_WHAT THE TASK ASKS_.
Please reproduce the data below exactly, from the first line through the line containing "if facts.len() >= max_facts", and leave every later line out.

Data entries:
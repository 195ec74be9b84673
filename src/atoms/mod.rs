// ── omem Atoms ──────────────────────────────────────────────────────────────
// Pure data types, the canonical error enum, and the engine configuration.
// No logic, no DB access, no I/O — impls live in engine/.

pub mod config;
pub mod error;
pub mod types;
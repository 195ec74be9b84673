// ── Atomic Encoder: Fact Extraction Parsing ─────────────────────────────────
//
// The generator replies with line-oriented, pipe-delimited output:
//   FACT|<category>|<importance>|<text>
// Parsers tolerate missing and malformed lines — a bad line is skipped,
// never an error.

use crate::atoms::types::{
    DiscoveredEntity, EntityType, ExtractedFact, ExtractedRelation, FactCategory,
};

/// Parse generator output into extracted facts.
///
/// Importance is clamped to [0,1]; facts below `min_importance` are
/// dropped; at most `max_facts` survive (in reply order).
pub fn parse_fact_lines(output: &str, max_facts: usize, min_importance: f32) -> Vec<ExtractedFact> {
    let mut facts = Vec::new();

    for line in output.lines() {
        let line = line.trim().trim_start_matches("- ").trim_start_matches('*').trim();
        if facts.len() >= max_facts {
            break;
        }

        let mut parts = line.splitn(4, '|');
        let tag = parts.next().unwrap_or("").trim();
        if !tag.eq_ignore_ascii_case("FACT") {
            continue;
        }
        let (category, importance, text) = match (parts.next(), parts.next(), parts.next()) {
            (Some(c), Some(i), Some(t)) => (c.trim(), i.trim(), t.trim()),
            _ => continue,
        };
        if text.is_empty() {
            continue;
        }
        let importance = match importance.parse::<f32>() {
            Ok(v) if v.is_finite() => v.clamp(0.0, 1.0),
            _ => continue,
        };
        if importance < min_importance {
            continue;
        }

        facts.push(ExtractedFact {
            text: text.to_string(),
            category: FactCategory::parse(category),
            importance,
        });
    }

    facts
}

/// Parse `ENTITY|<type>|<name>` lines. Malformed lines are skipped.
pub fn parse_entity_lines(output: &str) -> Vec<DiscoveredEntity> {
    let mut entities: Vec<DiscoveredEntity> = Vec::new();

    for line in output.lines() {
        let line = line.trim().trim_start_matches("- ").trim_start_matches('*').trim();
        let mut parts = line.splitn(3, '|');
        let tag = parts.next().unwrap_or("").trim();
        if !tag.eq_ignore_ascii_case("ENTITY") {
            continue;
        }
        let (kind, name) = match (parts.next(), parts.next()) {
            (Some(k), Some(n)) => (k.trim(), n.trim()),
            _ => continue,
        };
        if name.is_empty() {
            continue;
        }
        if entities.iter().any(|e| e.name.eq_ignore_ascii_case(name)) {
            continue;
        }
        entities.push(DiscoveredEntity {
            name: name.to_string(),
            kind: EntityType::parse(kind),
        });
    }

    entities
}

/// Parse `REL|<source>|<relation>|<target>|<confidence>` lines.
/// A missing or unparseable confidence falls back to 0.5.
pub fn parse_relation_lines(output: &str) -> Vec<ExtractedRelation> {
    let mut relations = Vec::new();

    for line in output.lines() {
        let line = line.trim().trim_start_matches("- ").trim_start_matches('*').trim();
        let mut parts = line.splitn(5, '|');
        let tag = parts.next().unwrap_or("").trim();
        if !tag.eq_ignore_ascii_case("REL") {
            continue;
        }
        let (source, relation_type, target) = match (parts.next(), parts.next(), parts.next()) {
            (Some(s), Some(r), Some(t)) => (s.trim(), r.trim(), t.trim()),
            _ => continue,
        };
        if source.is_empty() || target.is_empty() {
            continue;
        }
        let confidence = parts
            .next()
            .and_then(|c| c.trim().parse::<f32>().ok())
            .filter(|c| c.is_finite() && *c > 0.0)
            .map(|c| c.min(1.0))
            .unwrap_or(0.5);

        relations.push(ExtractedRelation {
            source: source.to_string(),
            relation_type: if relation_type.is_empty() {
                "related_to".into()
            } else {
                relation_type.to_lowercase()
            },
            target: target.to_string(),
            confidence,
        });
    }

    relations
}

#[cfg(test)]
mod tests {
    use super::*;

    #[test]
    fn parses_well_formed_lines() {
        let output = "FACT|preference|0.8|The user prefers tea over coffee\n\
                      FACT|biographical|0.9|The user lives in Lisbon";
        let facts = parse_fact_lines(output, 10, 0.3);
        assert_eq!(facts.len(), 2);
        assert_eq!(facts[0].category, FactCategory::Preference);
        assert!((facts[0].importance - 0.8).abs() < 1e-6);
        assert_eq!(facts[1].text, "The user lives in Lisbon");
    }

    #[test]
    fn skips_malformed_lines() {
        let output = "Here are the facts:\n\
                      FACT|preference\n\
                      FACT|event|not-a-number|broken importance\n\
                      FACT|event|0.7|The user ran a marathon\n\
                      random trailing chatter";
        let facts = parse_fact_lines(output, 10, 0.3);
        assert_eq!(facts.len(), 1);
        assert_eq!(facts[0].text, "The user ran a marathon");
    }

    #[test]
    fn drops_below_importance_threshold() {
        let output = "FACT|other|0.1|barely matters\nFACT|other|0.6|matters";
        let facts = parse_fact_lines(output, 10, 0.3);
        assert_eq!(facts.len(), 1);
        assert_eq!(facts[0].text, "matters");
    }

    #[test]
    fn clamps_importance() {
        let output = "FACT|other|3.5|overeager";
        let facts = parse_fact_lines(output, 10, 0.3);
        assert!((facts[0].importance - 1.0).abs() < 1e-6);
    }

    #[test]
    fn respects_max_facts() {
        let output = (0..6)
            .map(|i| format!("FACT|other|0.5|fact number {i}"))
            .collect::<Vec<_>>()
            .join("\n");
        let facts = parse_fact_lines(&output, 3, 0.0);
        assert_eq!(facts.len(), 3);
    }

    #[test]
    fn tolerates_bullets_and_unknown_categories() {
        let output = "- FACT|musings|0.5|Category falls back to other";
        let facts = parse_fact_lines(output, 10, 0.3);
        assert_eq!(facts[0].category, FactCategory::Other);
    }

    #[test]
    fn pipe_in_text_preserved() {
        let output = "FACT|knowledge|0.5|uses the a|b syntax";
        let facts = parse_fact_lines(output, 10, 0.3);
        assert_eq!(facts[0].text, "uses the a|b syntax");
    }

    #[test]
    fn entity_lines_parsed_and_deduped() {
        let output = "ENTITY|person|Alice Johnson\n\
                      ENTITY|organization|Google\n\
                      ENTITY|person|alice johnson\n\
                      ENTITY|broken";
        let entities = parse_entity_lines(output);
        assert_eq!(entities.len(), 2);
        assert_eq!(entities[0].name, "Alice Johnson");
        assert_eq!(entities[0].kind, EntityType::Person);
        assert_eq!(entities[1].kind, EntityType::Organization);
    }

    #[test]
    fn relation_lines_parsed_with_confidence_fallback() {
        let output = "REL|Alice|works_at|Google|0.9\n\
                      REL|Alice|knows|Bob\n\
                      REL|missing|target";
        let relations = parse_relation_lines(output);
        assert_eq!(relations.len(), 2);
        assert!((relations[0].confidence - 0.9).abs() < 1e-6);
        assert!((relations[1].confidence - 0.5).abs() < 1e-6);
        assert_eq!(relations[1].relation_type, "knows");
    }

    #[test]
    fn mixed_protocol_reply_sorted_by_tag() {
        let output = "FACT|event|0.7|The user visited Berlin\n\
                      ENTITY|place|Berlin\n\
                      REL|User|visited|Berlin|0.6";
        assert_eq!(parse_fact_lines(output, 10, 0.0).len(), 1);
        assert_eq!(parse_entity_lines(output).len(), 1);
        assert_eq!(parse_relation_lines(output).len(), 1);
    }
}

_EXERCISE OUTPUT_.
repository 195ec74be9b84673
filename src/atoms/mod.rs
// ── omem Atoms ──────────────────────────────────────────────────────────────
// Pure data types, the canonical error enum, and the engine configuration.
// No logic, no DB access, no I/O — impls live in engine/.

pub mod config;
pub mod error;
pub mod types;
repository 195ec74be9b84673
// ── Atomic Encoder: Fact Extraction Parsing ─────────────────────────────────
//
// The generator replies with line-oriented, pipe-delimited output:
//   FACT|<category>|<importance>|<text>
// Parsers tolerate missing and malformed lines — a bad line is skipped,
// never an error.

use crate::atoms::types::{
    DiscoveredEntity, EntityType, ExtractedFact, ExtractedRelation, FactCategory,
};

/// Parse generator output into extracted facts.
///
/// Importance is clamped to [0,1]; facts below `min_importance` are
/// dropped; at most `max_facts` survive (in reply order).
pub fn parse_fact_lines(output: &str, max_facts: usize, min_importance: f32) -> Vec<ExtractedFact> {
    let mut facts = Vec::new();

    for line in output.lines() {
        let line = line.trim().trim_start_matches("- ").trim_start_matches('*').trim();
        if facts.len() >= max_facts {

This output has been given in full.